Image : shutterstock

But bosses are human, too, and they also have bad days like anyone else. However, as a boss or supervisor, there is a certain boundary you are expected, not to cross. However bad your day was or however angry or frustrated you are, there are some things you should never say to your employees. You need to be sensitive to your employees’ feelings and should know better than anyone how one wrong word can make your loyal and dedicated employees disgruntled, demotivated and resentful. So here are five things you should never say to your employees:

“I hate my job!”

Your job may not be the best or the easiest, but this doesn’t mean that you vent this frustration out to your juniors. Remember, you are a leader, and it is your job to guide them effectively and help them put in their best at work. If you do not like your own job and make the mistake of broadcasting it to your team, how are they going to look up to you or rather be interested in putting in time and effort to completing their work? Understand that there may be things that you dislike doing as part of your job role, but if you are frustrated, talk to your seniors or peers and not to those whom you are supervising.

“If you don’t do your job well, I can easily find a replacement.”

Saying this just conveys how little you value your employees. It is hard to motivate employees to work for you if you think they are easily replaceable or don’t add anything to your workplace. This will only make good, discerning employees look for another job or send the weaker ones right back into their shells. Be polite and offer suggestions as to how a job can be done better. Express confidence in your employee’s ability and tell them they are capable of delivering much better results.

“I’m not sure how to help you.”/ “Figure it out on your own; it’s not my job.”

There’s nothing more discomforting than a boss or manager who shuts you out or doesn’t stand up for you when you raise an issue. You may not have the solution to every problem, but make sure that you offer support, guidance and advice to employees that will help them reach the necessary solution. Good leaders take responsibility for their actions. By shirking away responsibility or shrugging away blame, you are only setting up a bad example that will only make you feel sorry when you see employees following suit in the future.

“So-and-so does the job so well. Why can’t you?”

Stop comparing your employees and their work. Understand that each one of them is different and has been hired for a unique reason. By comparing them, you are unnecessarily pitting them against each other and creating unhealthy competition at the workplace. Also, never complain about an employee to another. However close you may be with them, it is highly unprofessional and immature to gossip about an employee’s shortcomings or problems to their co-workers. Both of this only leads to a negative morale, decreased productivity and spreading toxicity in your workplace.
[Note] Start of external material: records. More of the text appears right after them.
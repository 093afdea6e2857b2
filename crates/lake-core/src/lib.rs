//! Core domain model, identity generation and error taxonomy for the lake pipeline.

use chrono::{DateTime, Utc};
use serde::{Deserialize, Serialize};
use thiserror::Error;

pub mod didgen;

pub use didgen::{generate, DomainIdGenerator, KeyPart, ParsedDomainId};

pub const CRATE_NAME: &str = "lake-core";

pub type BoxError = Box<dyn std::error::Error + Send + Sync + 'static>;

/// Failure taxonomy shared by every pipeline stage.
#[derive(Debug, Error)]
pub enum PipelineError {
    #[error("transient i/o failure: {0}")]
    TransientIo(String),
    #[error("remote returned http {status} for {url}")]
    Remote { status: u16, url: String },
    #[error("malformed data in {table} record {record_id}: {reason}")]
    MalformedData {
        table: String,
        record_id: i64,
        reason: String,
    },
    #[error("migration {owner}/{version} ({name}) failed: {reason}")]
    Schema {
        owner: String,
        version: u64,
        name: String,
        reason: String,
    },
    #[error("configuration error: {0}")]
    Configuration(String),
    #[error("conversion failed: {0}")]
    Conversion(String),
    #[error("database error: {0}")]
    Database(#[source] BoxError),
    #[error("task cancelled")]
    Cancelled,
}

impl PipelineError {
    pub fn config(message: impl Into<String>) -> Self {
        Self::Configuration(message.into())
    }

    pub fn conversion(message: impl Into<String>) -> Self {
        Self::Conversion(message.into())
    }

    /// Short stable label used in run reports and log fields.
    pub fn kind(&self) -> &'static str {
        match self {
            Self::TransientIo(_) => "transient_io",
            Self::Remote { .. } => "remote",
            Self::MalformedData { .. } => "malformed_data",
            Self::Schema { .. } => "schema",
            Self::Configuration(_) => "configuration",
            Self::Conversion(_) => "conversion",
            Self::Database(_) => "database",
            Self::Cancelled => "cancelled",
        }
    }

    pub fn is_cancelled(&self) -> bool {
        matches!(self, Self::Cancelled)
    }
}

/// Unified pull request, source agnostic.
#[derive(Debug, Clone, PartialEq, Eq, Serialize, Deserialize)]
pub struct PullRequest {
    pub id: String,
    pub base_repo_id: String,
    pub head_repo_id: String,
    pub status: String,
    pub title: String,
    pub description: String,
    pub url: String,
    pub author_id: String,
    pub author_name: String,
    pub pull_request_key: i64,
    pub pr_type: String,
    pub component: String,
    pub created_date: DateTime<Utc>,
    pub merged_date: Option<DateTime<Utc>>,
    pub closed_date: Option<DateTime<Utc>>,
    pub merge_commit_sha: String,
    pub base_ref: String,
    pub base_commit_sha: String,
    pub head_ref: String,
    pub head_commit_sha: String,
}

/// One field change on an issue.
#[derive(Debug, Clone, PartialEq, Eq, Serialize, Deserialize)]
pub struct IssueChangelog {
    pub id: String,
    pub issue_id: String,
    pub author_id: String,
    pub author_name: String,
    pub field_id: String,
    pub field_name: String,
    pub original_from_value: String,
    pub original_to_value: String,
    pub created_date: DateTime<Utc>,
}

/// Aggregated membership of an issue in a sprint, derived from its whole changelog stream.
#[derive(Debug, Clone, PartialEq, Eq, Serialize, Deserialize)]
pub struct SprintIssue {
    pub sprint_id: String,
    pub issue_id: String,
    pub added_date: Option<DateTime<Utc>>,
    pub removed_date: Option<DateTime<Utc>>,
    pub is_removed: bool,
    pub change_count: i64,
}

/// One interval during which an issue was assigned to someone.
#[derive(Debug, Clone, PartialEq, Eq, Serialize, Deserialize)]
pub struct IssueAssigneeHistory {
    pub issue_id: String,
    pub assignee: String,
    pub start_date: DateTime<Utc>,
    pub end_date: Option<DateTime<Utc>>,
}
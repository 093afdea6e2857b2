//! Tool-layer rows into domain-layer rows.

use std::collections::HashSet;

use lake_core::PipelineError;
use lake_storage::{RawOrigin, Record, Store, StoreError};
use serde::Serialize;
use sqlx::sqlite::SqliteRow;
use sqlx::FromRow;
use tokio_util::sync::CancellationToken;
use tracing::info;

/// Mapping from one input row shape to domain rows.
///
/// `flush` runs once, strictly after every input row has been converted.
pub trait Convertible: Send {
    type Input: for<'r> FromRow<'r, SqliteRow> + Send + Unpin;

    fn convert(&mut self, input: &Self::Input) -> Result<Vec<Box<dyn Record>>, PipelineError>;

    fn flush(&mut self) -> Result<Vec<Box<dyn Record>>, PipelineError> {
        Ok(Vec::new())
    }
}

#[derive(Debug, Clone, PartialEq, Eq)]
pub enum BindValue {
    Int(i64),
    Text(String),
}

impl From<i64> for BindValue {
    fn from(value: i64) -> Self {
        BindValue::Int(value)
    }
}

impl From<u64> for BindValue {
    fn from(value: u64) -> Self {
        BindValue::Int(i64::try_from(value).unwrap_or(i64::MAX))
    }
}

impl From<&str> for BindValue {
    fn from(value: &str) -> Self {
        BindValue::Text(value.to_string())
    }
}

impl From<String> for BindValue {
    fn from(value: String) -> Self {
        BindValue::Text(value)
    }
}

pub struct DataConverterArgs<C> {
    /// Must carry an `ORDER BY` so paging is stable; `LIMIT ? OFFSET ?` is appended.
    pub input_sql: String,
    pub binds: Vec<BindValue>,
    /// Provenance stamped on every emitted row.
    pub origin: RawOrigin,
    pub batch_size: usize,
    pub convertible: C,
}

#[derive(Debug, Clone, Copy, Default, PartialEq, Eq, Serialize)]
pub struct ConvertSummary {
    pub inputs: usize,
    pub rows: usize,
    pub flushed: usize,
}

pub struct DataConverter<C> {
    args: DataConverterArgs<C>,
    seen: HashSet<(&'static str, String)>,
}

impl<C: Convertible> DataConverter<C> {
    pub fn new(args: DataConverterArgs<C>) -> Self {
        Self {
            args,
            seen: HashSet::new(),
        }
    }

    pub fn into_inner(self) -> C {
        self.args.convertible
    }

    async fn fetch_batch(&self, store: &Store, offset: i64) -> Result<Vec<C::Input>, StoreError> {
        let sql = format!("{} LIMIT ? OFFSET ?", self.args.input_sql);
        let mut query = sqlx::query_as::<_, C::Input>(&sql);
        for value in &self.args.binds {
            query = match value {
                BindValue::Int(v) => query.bind(*v),
                BindValue::Text(v) => query.bind(v.clone()),
            };
        }
        let limit = i64::try_from(self.args.batch_size.max(1)).unwrap_or(i64::MAX);
        Ok(query.bind(limit).bind(offset).fetch_all(store.pool()).await?)
    }

    fn check_collisions(&mut self, rows: &[Box<dyn Record>]) -> Result<(), PipelineError> {
        for row in rows {
            if !self.seen.insert((row.table(), row.key())) {
                return Err(PipelineError::conversion(format!(
                    "identity collision in {}: key {} emitted twice",
                    row.table(),
                    row.key()
                )));
            }
        }
        Ok(())
    }

    pub async fn execute(
        &mut self,
        store: &Store,
        cancel: &CancellationToken,
    ) -> Result<ConvertSummary, PipelineError> {
        self.seen.clear();
        let mut summary = ConvertSummary::default();
        let mut offset = 0i64;

        loop {
            if cancel.is_cancelled() {
                return Err(PipelineError::Cancelled);
            }
            let batch = self.fetch_batch(store, offset).await?;
            if batch.is_empty() {
                break;
            }
            offset += i64::try_from(batch.len()).unwrap_or(i64::MAX);

            for input in &batch {
                if cancel.is_cancelled() {
                    return Err(PipelineError::Cancelled);
                }
                let rows = self.args.convertible.convert(input)?;
                self.check_collisions(&rows)?;
                summary.rows += store.upsert_all(&rows, &self.args.origin).await?;
                summary.inputs += 1;
            }

            if batch.len() < self.args.batch_size.max(1) {
                break;
            }
        }

        if cancel.is_cancelled() {
            return Err(PipelineError::Cancelled);
        }
        let flushed = self.args.convertible.flush()?;
        self.check_collisions(&flushed)?;
        summary.flushed = store.upsert_all(&flushed, &self.args.origin).await?;

        info!(
            inputs = summary.inputs,
            rows = summary.rows,
            flushed = summary.flushed,
            "conversion finished"
        );
        Ok(summary)
    }
}
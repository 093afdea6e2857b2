#![allow(dead_code)]

use std::path::{Path, PathBuf};

use lake_adapters::migration_registry;
use lake_pipeline::{LakeConfig, Orchestrator, TaskInvocation};
use lake_storage::Store;
use serde_json::Value;
use wiremock::matchers::{method, path, query_param};
use wiremock::{Mock, MockServer, ResponseTemplate};

pub fn fixture_path(name: &str) -> PathBuf {
    Path::new(env!("CARGO_MANIFEST_DIR"))
        .join("../../fixtures")
        .join(name)
}

pub fn fixture(name: &str) -> String {
    std::fs::read_to_string(fixture_path(name))
        .unwrap_or_else(|err| panic!("reading fixture {name}: {err}"))
}

/// In-memory store with every migration applied.
pub async fn migrated_orchestrator() -> anyhow::Result<Orchestrator> {
    let store = Store::in_memory().await?;
    migration_registry()?.execute(&store).await?;
    Ok(Orchestrator::new(LakeConfig::default(), store))
}

pub fn invocation(plugin: &str, options: Value, server: &MockServer) -> TaskInvocation {
    let mut invocation = TaskInvocation::new(plugin, options);
    invocation.connection.endpoint = server.uri();
    invocation.connection.max_retries = Some(0);
    invocation
}

/// Serve `fixture` for one query value of a paged endpoint; other pages fall through to 404.
pub async fn mount_page(server: &MockServer, route: &str, key: &str, value: &str, fixture_name: &str) {
    Mock::given(method("GET"))
        .and(path(route))
        .and(query_param(key, value))
        .respond_with(
            ResponseTemplate::new(200)
                .insert_header("content-type", "application/json")
                .set_body_string(fixture(fixture_name)),
        )
        .mount(server)
        .await;
}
“It’s okay. This is just a small client/sale.”

Never encourage or ask your staff to treat high-paying clients differently. Even if you can ask them to pay more attention to your top-rung of clients, never make the mistake of telling them that they can have it their way with a low-paying client. This will only set you up for less-than-average levels of customer service and will also lead to infighting and internal politics between employees on who gets to take up which client’s account. Also, do not let a mistake made in respect to a low-paying client’s work go unnoticed. You need not penalise them if the loss is not significant, but take care not to make it know that you let it slide. This will only make them think that you don’t care about accuracy and precision when it comes to the bottom 20 percent of your clientele and will make them want to give in work that is not up to the mark.

All said, it is part of your job to communicate well to your employees. A good boss sets a good example, inspires good work, acknowledges and praises their team’s achievements and never humiliates employees in public. Listen to your employees before you blurt out to them. Be empathetic to their needs. Remember, only motivated and loyal employees can take your company to success.